On Performing and Not Performing
Just a short one today: A few days ago, I tweeted that ‘In my house, performing is a dirty word’. As he should as a good friend, Paul Wilson brought me up on this while we were having lunch a few days ago. He felt that I was being a bit unfair to ‘performance’ with this comment, and to some extent, he’s right. I was however concerned that people ‘put on an act’ when they are ‘performing’, so I was attempting to discourage that behaviour.
Paul said to me “Performance is the result and not the objective”. Here in Paul’s wisdom is the solution to the problem that so many actors face. The trouble is (and the reason that performing is a dirty word for me and performance isn’t) that so many actors think of acting as performing. Of course, it’s a performance, but as Paul said, that’s the end result, that’s what the audience watch. However, when an actor ‘puts on a performance’ it is always false, fake, inauthentic.
But many actors mistake ‘putting on a performance’ with performance as their objective, as if it were they who had to ‘put something on’ and just as Paul wisely summarised, the problem is that actors think that is the goal. This simple error is at the heart of an awful lot of problems for actors. And it afflicts everyone from the kid in the school play right through to professional actors.

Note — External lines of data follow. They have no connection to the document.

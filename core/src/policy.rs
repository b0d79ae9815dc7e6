//! Matching policy and the equivalence key it derives.

use crate::stat::{StatSnapshot, XattrFingerprint};
use std::ffi::OsString;

/// Which attributes must match before two files are even considered for
/// content comparison. `content_only` supersedes the time/perms/xattr/
/// ownership requirements below it; `require_same_name` is independent of
/// `content_only` and can be combined with it.
#[derive(Debug, Clone)]
pub struct MatchingPolicy {
    pub require_same_name: bool,
    pub ignore_perms: bool,
    pub ignore_time: bool,
    pub ignore_xattr: bool,
    pub content_only: bool,
    pub min_size: u64,
    pub max_size: Option<u64>,
}

impl Default for MatchingPolicy {
    fn default() -> Self {
        Self {
            require_same_name: false,
            ignore_perms: false,
            ignore_time: false,
            ignore_xattr: false,
            content_only: false,
            min_size: 1,
            max_size: None,
        }
    }
}

impl MatchingPolicy {
    pub fn checks_time(&self) -> bool {
        !self.content_only && !self.ignore_time
    }

    pub fn checks_perms(&self) -> bool {
        !self.content_only && !self.ignore_perms
    }

    /// Ownership (uid/gid) rides along with permissions: both are part of
    /// "the file looks administratively identical", neither makes sense
    /// without the other under `content_only`.
    pub fn checks_ownership(&self) -> bool {
        !self.content_only && !self.ignore_perms
    }

    pub fn checks_xattr(&self) -> bool {
        !self.content_only && !self.ignore_xattr
    }
}

/// The tuple of attributes that must be identical before two inodes are
/// candidates for content comparison. Two inodes can only be linkable if
/// their keys are equal.
#[derive(Debug, Clone, PartialEq, Eq, Hash)]
pub struct EquivalenceKey {
    pub size: u64,
    pub mtime: Option<(i64, u32)>,
    pub mode: Option<u32>,
    pub uid: Option<u32>,
    pub gid: Option<u32>,
    pub xattr: Option<XattrFingerprint>,
    pub basename: Option<OsString>,
}

impl EquivalenceKey {
    pub fn derive(
        stat: &StatSnapshot,
        xattr: &XattrFingerprint,
        basename: Option<&OsString>,
        policy: &MatchingPolicy,
    ) -> Self {
        Self {
            size: stat.size,
            mtime: policy
                .checks_time()
                .then_some((stat.mtime_secs, stat.mtime_nanos)),
            mode: policy.checks_perms().then_some(stat.perm_bits()),
            uid: policy.checks_ownership().then_some(stat.uid),
            gid: policy.checks_ownership().then_some(stat.gid),
            xattr: policy.checks_xattr().then(|| xattr.clone()),
            basename: policy.require_same_name.then(|| basename.cloned()).flatten(),
        }
    }
}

Because of this, I often try to avoid saying ‘perform’ or ‘performance’ and sometimes, am concerned about saying ‘act’. I used to say that the actor had to ‘perform a task’, but of course – that’s exactly NOT what I wanted. I don’t want you to perform anything, anything at all, the only performance is the one that you create as a result of bring your most authentic self into an interactive engagement (thank you Paul) with your scene partner(s), the script and the reception of an audience.
The moment that you start to perform as an act of will, you lose your authenticity and dilute the power of the interactive engagement with the others around you.